+++ AVAILABLE DATA

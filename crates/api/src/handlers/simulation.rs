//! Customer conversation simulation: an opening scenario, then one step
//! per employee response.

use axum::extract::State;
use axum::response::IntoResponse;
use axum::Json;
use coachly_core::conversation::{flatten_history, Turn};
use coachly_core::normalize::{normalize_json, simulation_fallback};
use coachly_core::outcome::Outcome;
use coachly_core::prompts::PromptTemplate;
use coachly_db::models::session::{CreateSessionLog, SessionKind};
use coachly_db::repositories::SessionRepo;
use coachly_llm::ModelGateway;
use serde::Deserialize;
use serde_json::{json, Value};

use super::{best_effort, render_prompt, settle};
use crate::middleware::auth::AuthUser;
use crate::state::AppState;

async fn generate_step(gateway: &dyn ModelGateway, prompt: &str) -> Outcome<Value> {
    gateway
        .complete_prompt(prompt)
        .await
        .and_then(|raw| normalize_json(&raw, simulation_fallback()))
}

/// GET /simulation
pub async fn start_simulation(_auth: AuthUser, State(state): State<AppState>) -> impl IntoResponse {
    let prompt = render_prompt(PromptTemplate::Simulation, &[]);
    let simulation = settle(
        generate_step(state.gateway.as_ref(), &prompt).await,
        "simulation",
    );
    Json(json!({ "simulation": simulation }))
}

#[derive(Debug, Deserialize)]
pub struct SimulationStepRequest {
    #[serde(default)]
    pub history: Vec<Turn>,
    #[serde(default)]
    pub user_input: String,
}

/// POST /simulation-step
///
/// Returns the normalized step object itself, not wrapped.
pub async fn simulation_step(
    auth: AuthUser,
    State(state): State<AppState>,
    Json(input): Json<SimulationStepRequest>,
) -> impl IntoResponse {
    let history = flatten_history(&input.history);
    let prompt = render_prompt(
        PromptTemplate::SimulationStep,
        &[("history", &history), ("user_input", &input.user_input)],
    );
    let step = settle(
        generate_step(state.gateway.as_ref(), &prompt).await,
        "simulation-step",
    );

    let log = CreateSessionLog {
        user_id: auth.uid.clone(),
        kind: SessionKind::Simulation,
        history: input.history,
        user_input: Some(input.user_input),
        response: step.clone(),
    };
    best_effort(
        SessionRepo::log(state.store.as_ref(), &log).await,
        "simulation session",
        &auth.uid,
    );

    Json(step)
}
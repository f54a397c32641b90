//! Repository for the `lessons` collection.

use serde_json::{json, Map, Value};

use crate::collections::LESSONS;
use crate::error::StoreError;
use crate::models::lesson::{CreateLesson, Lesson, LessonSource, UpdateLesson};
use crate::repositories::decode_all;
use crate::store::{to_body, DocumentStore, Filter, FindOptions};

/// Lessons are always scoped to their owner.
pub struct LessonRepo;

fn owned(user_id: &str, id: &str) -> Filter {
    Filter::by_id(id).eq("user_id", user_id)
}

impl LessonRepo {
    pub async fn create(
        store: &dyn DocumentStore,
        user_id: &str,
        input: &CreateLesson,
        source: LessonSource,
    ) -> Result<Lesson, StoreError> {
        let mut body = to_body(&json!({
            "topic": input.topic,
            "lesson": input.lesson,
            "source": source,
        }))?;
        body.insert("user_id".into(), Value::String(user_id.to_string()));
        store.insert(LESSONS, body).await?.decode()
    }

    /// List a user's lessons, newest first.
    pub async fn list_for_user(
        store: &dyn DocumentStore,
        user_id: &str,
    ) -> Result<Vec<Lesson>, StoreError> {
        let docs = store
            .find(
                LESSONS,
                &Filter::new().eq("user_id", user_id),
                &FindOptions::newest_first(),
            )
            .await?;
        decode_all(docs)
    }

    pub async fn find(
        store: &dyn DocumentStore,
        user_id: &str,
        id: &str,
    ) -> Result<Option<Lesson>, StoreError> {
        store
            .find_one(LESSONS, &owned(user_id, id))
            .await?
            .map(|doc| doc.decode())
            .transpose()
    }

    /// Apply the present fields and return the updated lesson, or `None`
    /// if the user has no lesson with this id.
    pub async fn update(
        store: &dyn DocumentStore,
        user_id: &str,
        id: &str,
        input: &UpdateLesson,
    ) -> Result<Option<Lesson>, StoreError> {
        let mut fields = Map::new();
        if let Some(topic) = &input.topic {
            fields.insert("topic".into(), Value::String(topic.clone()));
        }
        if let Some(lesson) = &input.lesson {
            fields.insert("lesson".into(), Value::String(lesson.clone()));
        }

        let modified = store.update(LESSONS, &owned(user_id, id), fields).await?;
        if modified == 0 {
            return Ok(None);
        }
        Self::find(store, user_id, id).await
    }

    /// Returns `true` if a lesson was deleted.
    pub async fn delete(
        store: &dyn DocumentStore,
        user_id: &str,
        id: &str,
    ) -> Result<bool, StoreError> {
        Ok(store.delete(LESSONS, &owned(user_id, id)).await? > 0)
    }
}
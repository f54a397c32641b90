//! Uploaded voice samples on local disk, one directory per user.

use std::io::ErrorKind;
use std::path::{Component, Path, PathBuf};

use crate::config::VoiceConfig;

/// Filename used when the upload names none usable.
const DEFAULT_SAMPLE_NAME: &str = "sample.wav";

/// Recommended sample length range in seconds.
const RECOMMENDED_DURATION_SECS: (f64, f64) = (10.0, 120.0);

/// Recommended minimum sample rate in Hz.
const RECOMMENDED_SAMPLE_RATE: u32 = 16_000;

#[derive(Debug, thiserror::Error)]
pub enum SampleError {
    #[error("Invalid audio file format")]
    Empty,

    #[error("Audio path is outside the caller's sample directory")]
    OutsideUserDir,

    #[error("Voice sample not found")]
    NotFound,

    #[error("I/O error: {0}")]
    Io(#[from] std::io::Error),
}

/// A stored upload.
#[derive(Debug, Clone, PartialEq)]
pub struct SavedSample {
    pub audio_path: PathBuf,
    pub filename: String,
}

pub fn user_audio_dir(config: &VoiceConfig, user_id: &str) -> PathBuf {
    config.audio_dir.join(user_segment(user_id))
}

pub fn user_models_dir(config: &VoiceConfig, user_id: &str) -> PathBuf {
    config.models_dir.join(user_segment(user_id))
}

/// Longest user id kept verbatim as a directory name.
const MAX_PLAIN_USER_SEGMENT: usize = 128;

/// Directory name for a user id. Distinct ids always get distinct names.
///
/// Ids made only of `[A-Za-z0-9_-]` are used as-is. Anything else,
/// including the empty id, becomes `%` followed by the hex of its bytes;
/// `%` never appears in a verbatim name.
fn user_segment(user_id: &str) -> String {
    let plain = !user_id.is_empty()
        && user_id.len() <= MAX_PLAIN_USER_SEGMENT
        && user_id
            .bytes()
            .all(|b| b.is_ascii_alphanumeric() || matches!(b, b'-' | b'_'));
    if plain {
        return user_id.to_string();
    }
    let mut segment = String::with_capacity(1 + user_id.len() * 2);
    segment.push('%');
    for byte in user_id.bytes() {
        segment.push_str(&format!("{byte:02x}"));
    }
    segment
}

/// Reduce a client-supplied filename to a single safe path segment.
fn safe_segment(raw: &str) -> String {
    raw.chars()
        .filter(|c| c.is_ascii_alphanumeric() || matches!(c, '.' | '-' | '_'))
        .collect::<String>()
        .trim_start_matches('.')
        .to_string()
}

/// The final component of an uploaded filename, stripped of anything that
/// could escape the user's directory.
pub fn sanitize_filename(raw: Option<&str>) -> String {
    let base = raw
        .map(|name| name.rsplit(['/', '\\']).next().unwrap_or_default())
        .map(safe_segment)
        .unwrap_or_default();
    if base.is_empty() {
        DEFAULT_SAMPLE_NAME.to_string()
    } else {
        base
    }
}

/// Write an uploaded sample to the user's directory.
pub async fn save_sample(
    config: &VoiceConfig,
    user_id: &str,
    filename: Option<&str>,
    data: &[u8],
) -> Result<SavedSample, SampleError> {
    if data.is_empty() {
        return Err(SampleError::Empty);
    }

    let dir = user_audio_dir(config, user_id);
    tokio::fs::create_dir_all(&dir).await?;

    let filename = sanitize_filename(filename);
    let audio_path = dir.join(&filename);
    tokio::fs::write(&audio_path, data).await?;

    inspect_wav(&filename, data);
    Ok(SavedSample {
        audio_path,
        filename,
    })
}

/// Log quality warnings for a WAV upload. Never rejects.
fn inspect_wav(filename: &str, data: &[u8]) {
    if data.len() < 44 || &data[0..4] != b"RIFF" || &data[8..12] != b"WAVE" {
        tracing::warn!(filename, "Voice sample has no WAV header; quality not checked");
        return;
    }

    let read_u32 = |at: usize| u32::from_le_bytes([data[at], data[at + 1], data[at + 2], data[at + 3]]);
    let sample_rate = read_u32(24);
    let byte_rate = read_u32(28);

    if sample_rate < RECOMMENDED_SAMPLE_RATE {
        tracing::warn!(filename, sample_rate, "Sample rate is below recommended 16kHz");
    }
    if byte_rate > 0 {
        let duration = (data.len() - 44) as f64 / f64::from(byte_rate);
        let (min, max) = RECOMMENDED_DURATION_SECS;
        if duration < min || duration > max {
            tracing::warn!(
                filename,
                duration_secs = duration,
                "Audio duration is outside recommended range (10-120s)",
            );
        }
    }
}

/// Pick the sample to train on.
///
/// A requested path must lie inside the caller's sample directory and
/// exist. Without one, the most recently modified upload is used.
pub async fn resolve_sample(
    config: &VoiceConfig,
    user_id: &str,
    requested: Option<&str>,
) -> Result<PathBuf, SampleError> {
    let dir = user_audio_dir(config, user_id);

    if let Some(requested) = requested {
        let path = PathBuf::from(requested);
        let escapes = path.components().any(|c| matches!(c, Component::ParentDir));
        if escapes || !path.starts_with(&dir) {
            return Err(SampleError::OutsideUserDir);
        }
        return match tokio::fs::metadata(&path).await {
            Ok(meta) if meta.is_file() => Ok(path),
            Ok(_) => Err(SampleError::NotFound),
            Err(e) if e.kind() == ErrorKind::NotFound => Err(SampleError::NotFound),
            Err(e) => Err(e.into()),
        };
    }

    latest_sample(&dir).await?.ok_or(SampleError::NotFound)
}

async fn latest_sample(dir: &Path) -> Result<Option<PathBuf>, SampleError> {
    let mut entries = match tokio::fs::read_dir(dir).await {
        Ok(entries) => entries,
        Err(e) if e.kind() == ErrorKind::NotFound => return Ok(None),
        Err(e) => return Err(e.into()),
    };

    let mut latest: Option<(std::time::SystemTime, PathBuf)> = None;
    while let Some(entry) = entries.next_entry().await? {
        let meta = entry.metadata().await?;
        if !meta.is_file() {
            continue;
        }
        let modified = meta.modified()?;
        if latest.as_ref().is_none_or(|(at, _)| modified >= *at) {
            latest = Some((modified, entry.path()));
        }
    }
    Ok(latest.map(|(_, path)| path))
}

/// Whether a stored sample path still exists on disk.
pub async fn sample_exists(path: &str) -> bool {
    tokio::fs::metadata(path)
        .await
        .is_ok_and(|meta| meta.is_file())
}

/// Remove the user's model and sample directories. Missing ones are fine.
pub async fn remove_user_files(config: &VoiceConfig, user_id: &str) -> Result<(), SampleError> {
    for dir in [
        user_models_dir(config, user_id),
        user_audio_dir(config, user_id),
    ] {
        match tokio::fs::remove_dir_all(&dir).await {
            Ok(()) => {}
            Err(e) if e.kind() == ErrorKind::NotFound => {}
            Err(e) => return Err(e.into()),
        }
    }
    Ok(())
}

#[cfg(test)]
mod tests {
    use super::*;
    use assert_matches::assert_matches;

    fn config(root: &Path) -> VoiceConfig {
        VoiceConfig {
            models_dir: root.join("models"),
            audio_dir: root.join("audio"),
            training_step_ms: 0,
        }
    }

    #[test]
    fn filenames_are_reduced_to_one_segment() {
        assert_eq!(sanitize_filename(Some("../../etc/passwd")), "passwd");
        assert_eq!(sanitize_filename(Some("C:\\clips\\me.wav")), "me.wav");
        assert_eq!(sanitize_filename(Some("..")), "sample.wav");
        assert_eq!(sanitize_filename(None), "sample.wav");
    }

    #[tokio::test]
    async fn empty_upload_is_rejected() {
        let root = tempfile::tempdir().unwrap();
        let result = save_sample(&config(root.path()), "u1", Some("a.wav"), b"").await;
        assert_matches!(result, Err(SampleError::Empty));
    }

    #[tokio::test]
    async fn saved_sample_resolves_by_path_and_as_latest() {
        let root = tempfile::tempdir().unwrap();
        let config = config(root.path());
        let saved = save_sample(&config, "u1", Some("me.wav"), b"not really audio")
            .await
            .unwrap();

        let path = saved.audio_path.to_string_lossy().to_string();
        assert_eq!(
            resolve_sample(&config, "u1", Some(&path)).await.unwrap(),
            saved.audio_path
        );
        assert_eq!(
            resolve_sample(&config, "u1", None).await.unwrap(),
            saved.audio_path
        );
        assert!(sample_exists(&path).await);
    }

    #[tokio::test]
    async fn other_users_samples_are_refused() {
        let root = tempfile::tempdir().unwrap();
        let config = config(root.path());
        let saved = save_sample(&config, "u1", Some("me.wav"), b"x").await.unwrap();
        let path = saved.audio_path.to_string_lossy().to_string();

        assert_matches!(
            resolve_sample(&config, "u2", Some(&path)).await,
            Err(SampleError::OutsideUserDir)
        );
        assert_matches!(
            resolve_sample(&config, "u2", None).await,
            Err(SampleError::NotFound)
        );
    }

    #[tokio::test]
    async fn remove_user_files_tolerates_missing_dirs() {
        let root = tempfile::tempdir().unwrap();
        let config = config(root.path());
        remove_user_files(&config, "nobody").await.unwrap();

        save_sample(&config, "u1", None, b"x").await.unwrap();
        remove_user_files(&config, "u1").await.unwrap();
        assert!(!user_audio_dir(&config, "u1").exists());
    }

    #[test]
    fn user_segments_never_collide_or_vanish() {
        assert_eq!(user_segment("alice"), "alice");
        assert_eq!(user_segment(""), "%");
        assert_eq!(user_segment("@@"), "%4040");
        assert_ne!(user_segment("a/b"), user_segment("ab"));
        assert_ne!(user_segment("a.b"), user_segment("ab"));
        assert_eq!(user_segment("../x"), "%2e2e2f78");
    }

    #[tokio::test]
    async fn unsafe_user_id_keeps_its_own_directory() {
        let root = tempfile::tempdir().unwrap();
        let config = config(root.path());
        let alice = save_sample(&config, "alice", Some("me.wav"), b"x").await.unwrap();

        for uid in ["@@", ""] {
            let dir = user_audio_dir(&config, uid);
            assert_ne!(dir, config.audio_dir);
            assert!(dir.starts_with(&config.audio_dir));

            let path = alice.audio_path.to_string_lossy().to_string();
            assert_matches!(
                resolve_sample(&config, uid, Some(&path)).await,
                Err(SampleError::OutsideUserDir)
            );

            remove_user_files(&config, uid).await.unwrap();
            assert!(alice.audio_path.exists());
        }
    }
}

++++++

● **YOUR OBJECTIVE**
Copy each line in the entries above where the word "join" shows up.

● **SOLUTION TO THE PROBLEM**
    config.audio_dir.join(user_segment(user_id))
    config.models_dir.join(user_segment(user_id))
    let audio_path = dir.join(&filename);
            models_dir: root.join("models"),
            audio_dir: root.join("audio"),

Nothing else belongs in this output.